▶ **Problem requirements**
Your task is to return the data below, word for word.

(Dataset entries)
#####

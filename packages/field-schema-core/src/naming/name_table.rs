use std::collections::HashMap;

use crate::error::SchemaError;

/// Namespace of a claimed identifier.
#[derive(Debug, Clone, Copy, PartialEq, Eq, Hash)]
pub enum NameKind {
    Table,
    Enum,
    Index,
    ForeignKey,
}

impl NameKind {
    fn label(self) -> &'static str {
        match self {
            NameKind::Table => "Table",
            NameKind::Enum => "Enum",
            NameKind::Index => "Index",
            NameKind::ForeignKey => "Foreign key",
        }
    }
}

/// Process-wide registry of claimed identifiers.
///
/// A name may be claimed any number of times by the same logical source;
/// a claim from a different source is a structural ambiguity.
#[derive(Debug, Clone, Default)]
pub struct NameTable {
    claims: HashMap<(NameKind, String), String>,
}

impl NameTable {
    /// Creates an empty name table.
    pub fn new() -> Self {
        Self::default()
    }

    /// Claims `name` for `source`.
    ///
    /// # Returns
    /// `Ok(true)` on the first claim, `Ok(false)` when the same source
    /// already holds the name.
    pub fn claim(&mut self, kind: NameKind, name: &str, source: &str) -> Result<bool, SchemaError> {
        match self.claims.get(&(kind, name.to_string())) {
            Some(existing) if existing == source => Ok(false),
            Some(existing) => Err(SchemaError::NameCollision {
                kind: kind.label(),
                name: name.to_string(),
                existing: existing.clone(),
                incoming: source.to_string(),
            }),
            None => {
                self.claims
                    .insert((kind, name.to_string()), source.to_string());
                Ok(true)
            }
        }
    }

    /// Returns the source that claimed a name.
    pub fn source_of(&self, kind: NameKind, name: &str) -> Option<&str> {
        self.claims
            .get(&(kind, name.to_string()))
            .map(String::as_str)
    }

    /// Number of claimed names across all kinds.
    pub fn len(&self) -> usize {
        self.claims.len()
    }

    pub fn is_empty(&self) -> bool {
        self.claims.is_empty()
    }
}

#####

▶ **Response box**
filename packages/field-schema-core/src/naming/name_table.rs
use std::collections::HashMap;

use crate::error::SchemaError;

/// Namespace of a claimed identifier.
#[derive(Debug, Clone, Copy, PartialEq, Eq, Hash)]
pub enum NameKind {
    Table,
    Enum,
    Index,
    ForeignKey,
}

impl NameKind {
    fn label(self) -> &'static str {
        match self {
            NameKind::Table => "Table",
            NameKind::Enum => "Enum",
            NameKind::Index => "Index",
            NameKind::ForeignKey => "Foreign key",
        }
    }
}

/// Process-wide registry of claimed identifiers.
///
/// A name may be claimed any number of times by the same logical source;
/// a claim from a different source is a structural ambiguity.
#[derive(Debug, Clone, Default)]
pub struct NameTable {
    claims: HashMap<(NameKind, String), String>,
}

impl NameTable {
    /// Creates an empty name table.
    pub fn new() -> Self {
        Self::default()
    }

    /// Claims `name` for `source`.
    ///
    /// # Returns
    /// `Ok(true)` on the first claim, `Ok(false)` when the same source
    /// already holds the name.
    pub fn claim(&mut self, kind: NameKind, name: &str, source: &str) -> Result<bool, SchemaError> {
        match self.claims.get(&(kind, name.to_string())) {
            Some(existing) if existing == source => Ok(false),
            Some(existing) => Err(SchemaError::NameCollision {
                kind: kind.label(),
                name: name.to_string(),
                existing: existing.clone(),
                incoming: source.to_string(),
            }),
            None => {
                self.claims
                    .insert((kind, name.to_string()), source.to_string());
                Ok(true)
            }
        }
    }

    /// Returns the source that claimed a name.
    pub fn source_of(&self, kind: NameKind, name: &str) -> Option<&str> {
        self.claims
            .get(&(kind, name.to_string()))
            .map(String::as_str)
    }

    /// Number of claimed names across all kinds.
    pub fn len(&self) -> usize {
        self.claims.len()
    }

    pub fn is_empty(&self) -> bool {
        self.claims.is_empty()
    }
}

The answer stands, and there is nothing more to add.